The providers decide to participate in the OCM so that they can bill for the per beneficiary per month (PBPM) payments and thus generate revenues to offset the costs of the practice requirements. Ideally, they are able to reduce total costs to Medicare enough to qualify for a performance-based payment, and they also sign on to similar risk-based contracts with their commercial payers.
- The practice will spend more than the PBPM revenues to achieve the practice requirements.
- The practice’s care transformation efforts will reduce some avoidable health care utilization, and so reduce their revenues, but not enough to qualify for a performance bonus. They will be forced to drop out of the OCM after the third year.
- The practice qualifies for a performance bonus, but the bonus isn’t large enough to offset the lost revenues. (Under the one-sided risk model, practices must reduce the total cost to Medicare by more than 8% in order to earn more revenues under the OCM than it would have under traditional fee for service.)
Scenario 2: The practice has already signed on to risk-based contracts with other payers that reward providers for reducing the total costs of care for cancer patients.

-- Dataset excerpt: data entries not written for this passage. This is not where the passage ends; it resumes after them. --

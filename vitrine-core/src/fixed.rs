//! Q4.28 signed fixed point
//!
//! 4 integer bits and 28 fractional bits in an `i32`: range about ±8.0,
//! resolution 2^-28 (≈ 3.7e-9). The fractal engine uses this instead of
//! floats so frames are bit-for-bit reproducible on a chip without an FPU.
//!
//! Addition and subtraction wrap silently. Values in the escape-time loop
//! stay well inside the range because iteration stops once |z|² > 4.

use core::ops::{Add, Mul, Neg, Sub};

#[cfg(feature = "serde")]
use serde::{Deserialize, Serialize};

/// Number of fractional bits
pub const FRAC_BITS: u32 = 28;

/// Q4.28 fixed-point number
#[derive(Debug, Clone, Copy, PartialEq, Eq, PartialOrd, Ord, Hash, Default)]
#[cfg_attr(feature = "defmt", derive(defmt::Format))]
#[cfg_attr(feature = "serde", derive(Serialize, Deserialize))]
pub struct Fx(i32);

impl Fx {
    pub const ZERO: Self = Self(0);
    pub const ONE: Self = Self(1 << FRAC_BITS);
    pub const FOUR: Self = Self(4 << FRAC_BITS);
    /// Smallest representable positive value
    pub const EPSILON: Self = Self(1);

    /// Wrap raw Q4.28 bits
    pub const fn from_bits(bits: i32) -> Self {
        Self(bits)
    }

    /// Raw Q4.28 bits
    pub const fn to_bits(self) -> i32 {
        self.0
    }

    /// Convert from a float, truncating toward zero
    ///
    /// Only meant for seeding constants, never for per-pixel work.
    pub fn from_f64(value: f64) -> Self {
        Self((value * (1u32 << FRAC_BITS) as f64) as i32)
    }

    /// Convert to a float (exact: every Q4.28 value fits in an f64)
    pub fn to_f64(self) -> f64 {
        self.0 as f64 / (1u32 << FRAC_BITS) as f64
    }

    /// `2 * self`
    pub const fn double(self) -> Self {
        Self(self.0.wrapping_shl(1))
    }

    /// `self / 4`, rounding toward negative infinity
    pub const fn quarter(self) -> Self {
        Self(self.0 >> 2)
    }

    /// `n * self` for an integer `n`, truncated to 32 bits
    ///
    /// Used to turn a pixel offset into a plane offset: `scale.scale_by(dx)`.
    pub const fn scale_by(self, n: i32) -> Self {
        Self((n as i64 * self.0 as i64) as i32)
    }

    /// Square computed in 64 bits, before narrowing
    ///
    /// Lets the escape test look at |z|² even when it no longer fits Q4.28.
    pub const fn wide_square(self) -> i64 {
        (self.0 as i64 * self.0 as i64) >> FRAC_BITS
    }

    pub const fn is_positive(self) -> bool {
        self.0 > 0
    }
}

impl Add for Fx {
    type Output = Self;

    fn add(self, rhs: Self) -> Self {
        Self(self.0.wrapping_add(rhs.0))
    }
}

impl Sub for Fx {
    type Output = Self;

    fn sub(self, rhs: Self) -> Self {
        Self(self.0.wrapping_sub(rhs.0))
    }
}

impl Mul for Fx {
    type Output = Self;

    /// Widen, multiply, arithmetic shift right
    ///
    /// The shift floors, so negative products truncate toward negative
    /// infinity. Fractal geometry depends on this exact behavior.
    fn mul(self, rhs: Self) -> Self {
        Self(((self.0 as i64 * rhs.0 as i64) >> FRAC_BITS) as i32)
    }
}

impl Neg for Fx {
    type Output = Self;

    fn neg(self) -> Self {
        Self(self.0.wrapping_neg())
    }
}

The practice has already made most of the investments required to achieve the OCM’s six practice requirements and thus participation in the OCM improves alignment between their clinical practice and financial incentives.
The risk: Because the practice started its care transformation efforts earlier, their total costs to Medicare may have been lower during the historic performance period. (Remember the OCM calculates the target cost to Medicare for individual practices based on the practice’s past performance.) Consequently they’ve already cut most of the waste out of their care delivery model and must work harder to find additional improvement opportunities.
Scenario 3: The practice has not focused on care transformation to date but believes that payers in their market are on the cusp of transitioning to risk.
The providers need to align around a common set of principles for care transformation, and they decide to participate in the OCM because the six practice requirements provide a useful framework for unifying the efforts of physicians and staff. At the same time, they commit to aggressively pursuing risk-based oncology contracts with private payers.
The risk: The OCM practice requirements leave room for interpretation, and in most cases, there isn’t a well-established best practice for achieving the requirement. Consequently it’s relatively easy to spend a lot of time and money trying to “check the box,” but not necessarily increase the value of cancer services for patients.
The bottom line
Given that so many of the specifics of the OCM remain up in the air, it’s impossible to predict whether any given practice will benefit financially from participation. In all likelihood, it will be very difficult for most practices to increase their revenues under the OCM above what they would have earned under fee for service.
That said, there are potential strategic benefits to participation. Practices gain access to cost and quality performance data, which can enable them to benchmark against other practices and pinpoint improvement opportunities. In addition, they gain experience managing under risk, and they have greater opportunity to influence the future of Medicare’s oncology payment policies.